WHAT TO DO:
What you return must be every line below that includes the word "Union".

[Collected data entries]
::::::
impl VectorIndexReader {
    /// Parses `graph`, `vectors`, `ordinals`, and `pq` as written by
    /// [`VectorIndexWriter::finish`].
    pub fn open(
        graph: &[u8],
        vectors: &[u8],
        ordinals: &[u8],
        pq: &[u8],
        params: GraphParams,
        similarity: SimilarityFunction,
    ) -> Result<Self, VectorIndexError> {
        let mut graph_offset = 0;
        let node_count = read_u32(graph, &mut graph_offset)? as usize;
        let entry_point = read_option_u32(graph, &mut graph_offset)?;

        let mut vectors_offset = 0;
        let mut ordinals_offset = 0;
        let mut nodes = Vec::with_capacity(node_count);
        let mut dim = None;
        for _ in 0..node_count {
            let vector = read_f32_slice(vectors, &mut vectors_offset)?;
            if dim.is_none() && !vector.is_empty() {
                dim = Some(vector.len());
            }
            let rows = read_u32_slice(ordinals, &mut ordinals_offset)?;
            let neighbor_ids = read_u32_slice(graph, &mut graph_offset)?;
            let neighbors: Vec<usize> = neighbor_ids.into_iter().map(|n| n as usize).collect();
            nodes.push(Node::from_parts(vector, rows, neighbors));
        }

        let mut pq_offset = 0;
        let has_pq = read_u8(pq, &mut pq_offset)?;
        let (product_quantizer, pq_codes, unit_vector_mode) = if has_pq == 1 {
            let unit_vector_mode = read_u8(pq, &mut pq_offset)? == 1;
            let num_subvectors = read_u32(pq, &mut pq_offset)? as usize;
            let subvector_width = read_u32(pq, &mut pq_offset)? as usize;
            let mut codebooks = Vec::with_capacity(num_subvectors);
            for _ in 0..num_subvectors {
                let centroid_count = read_u32(pq, &mut pq_offset)? as usize;
                let mut codebook = Vec::with_capacity(centroid_count);
                for _ in 0..centroid_count {
                    codebook.push(read_f32_slice(pq, &mut pq_offset)?);
                }
                codebooks.push(codebook);
            }
            let mut codes = Vec::with_capacity(node_count);
            for _ in 0..node_count {
                let slice = pq
                    .get(pq_offset..pq_offset + num_subvectors)
                    .ok_or_else(|| VectorIndexError::Corrupt("truncated PQ codes".into()))?;
                codes.push(slice.to_vec());
                pq_offset += num_subvectors;
            }
            let quantizer = ProductQuantizer::from_parts(num_subvectors, subvector_width, codebooks);
            (Some(quantizer), codes, unit_vector_mode)
        } else {
            (None, Vec::new(), false)
        };

        let graph = IncrementalGraph::from_parts(params, similarity, dim, nodes, entry_point);
        Ok(Self {
            graph,
            pq: product_quantizer,
            pq_codes,
            unit_vector_mode,
        })
    }

    /// Borrows the segment's trained PQ codebook, if one was persisted.
    pub fn product_quantizer(&self) -> Option<&ProductQuantizer> {
        self.pq.as_ref()
    }

    /// Whether the segment's vector index holds no live rows.
    pub fn is_empty(&self) -> bool {
        self.graph.is_empty()
    }

    /// Runs a top-`k` ANN search, optionally filtering candidates by
    /// ordinal (search-then-filter support, spec.md §4.4). When a PQ
    /// codebook was persisted, traversal distances are computed from PQ
    /// codes and the final candidates are reranked on exact vectors;
    /// unit-vector-mode segments always rerank with cosine similarity
    /// regardless of the column's configured similarity function.
    pub fn search(
        &self,
        query: &[f32],
        k: usize,
        ef: usize,
        filter: Option<&dyn Fn(usize) -> bool>,
    ) -> Result<Vec<(usize, f32)>, VectorIndexError> {
        match &self.pq {
            Some(pq) => self.search_with_pq(pq, query, k, ef, filter),
            None => self.graph.search(query, k, ef, filter),
        }
    }

    fn rerank_similarity(&self) -> SimilarityFunction {
        if self.unit_vector_mode {
            SimilarityFunction::Cosine
        } else {
            self.graph.similarity()
        }
    }

    fn search_with_pq(
        &self,
        pq: &ProductQuantizer,
        query: &[f32],
        k: usize,
        ef: usize,
        filter: Option<&dyn Fn(usize) -> bool>,
    ) -> Result<Vec<(usize, f32)>, VectorIndexError> {
        let Some(entry) = self.graph.entry_point() else {
            return Ok(Vec::new());
        };
        let sim = self.rerank_similarity();

        let mut beam = ef.max(k).max(1);
        loop {
            let candidates = self.beam_search_pq(pq, query, entry, beam);

            let mut rescored = Vec::with_capacity(candidates.len());
            for ordinal in candidates {
                if self.graph.rows(ordinal).is_empty() {
                    continue;
                }
                let Some(vector) = self.graph.vector(ordinal) else {
                    continue;
                };
                rescored.push((ordinal, similarity::score(query, vector, sim)?));
            }

            let mut filtered: Vec<(usize, f32)> = match filter {
                Some(f) => rescored.into_iter().filter(|&(o, _)| f(o)).collect(),
                None => rescored,
            };
            filtered.sort_by(|a, b| b.1.total_cmp(&a.1));

            if filtered.len() >= k || beam >= self.graph.len() {
                filtered.truncate(k);
                return Ok(filtered);
            }
            beam = (beam * 2).min(self.graph.len());
        }
    }

    /// Beam search identical in shape to [`IncrementalGraph`]'s own, but
    /// ranking by ascending approximate PQ distance (lower is closer)
    /// instead of descending exact similarity.
    fn beam_search_pq(&self, pq: &ProductQuantizer, query: &[f32], entry: usize, ef: usize) -> Vec<usize> {
        let mut visited = vec![false; self.graph.len()];
        visited[entry] = true;

        let entry_distance = pq.approx_distance(query, &self.pq_codes[entry]);
        let mut frontier = BinaryHeap::new();
        frontier.push(ApproxScored {
            neg_distance: -entry_distance,
            ordinal: entry,
        });
        let mut results = vec![(entry, entry_distance)];

        while let Some(current) = frontier.pop() {
            if results.len() >= ef {
                let worst = results.iter().map(|&(_, d)| d).fold(f32::NEG_INFINITY, f32::max);
                if -current.neg_distance > worst {
                    break;
                }
            }
            for &neighbor in self.graph.neighbors(current.ordinal) {
                if visited[neighbor] {
                    continue;
                }
                visited[neighbor] = true;
                let distance = pq.approx_distance(query, &self.pq_codes[neighbor]);
                frontier.push(ApproxScored {
                    neg_distance: -distance,
                    ordinal: neighbor,
                });
                results.push((neighbor, distance));
            }
        }

        results.sort_by(|a, b| a.1.total_cmp(&b.1));
        results.truncate(ef);
        results.into_iter().map(|(ordinal, _)| ordinal).collect()
    }

    /// Rows mapped to ordinal `ordinal` (empty if tombstoned).
    pub fn rows(&self, ordinal: usize) -> &[SegmentRowId] {
        self.graph.rows(ordinal)
    }

    /// Returns a [`Union`] over every live ordinal's rows, for brute-force
    /// (non-ANN) full scans over small segments.
    pub fn all_rows<'a>(&'a self) -> Result<Union<'a>, VectorIndexError> {
        let mut sources: Vec<Box<dyn PostingIterator + 'a>> = Vec::new();
        for ordinal in 0..self.graph.len() {
            let rows = self.graph.rows(ordinal);
            if !rows.is_empty() {
                sources.push(Box::new(VecPostingList::from_sorted(rows.to_vec())));
            }
        }
        Ok(Union::new(sources))
    }
}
::::::
COMPLETED EXERCISE:
    /// Returns a [`Union`] over every live ordinal's rows, for brute-force
    pub fn all_rows<'a>(&'a self) -> Result<Union<'a>, VectorIndexError> {
        Ok(Union::new(sources))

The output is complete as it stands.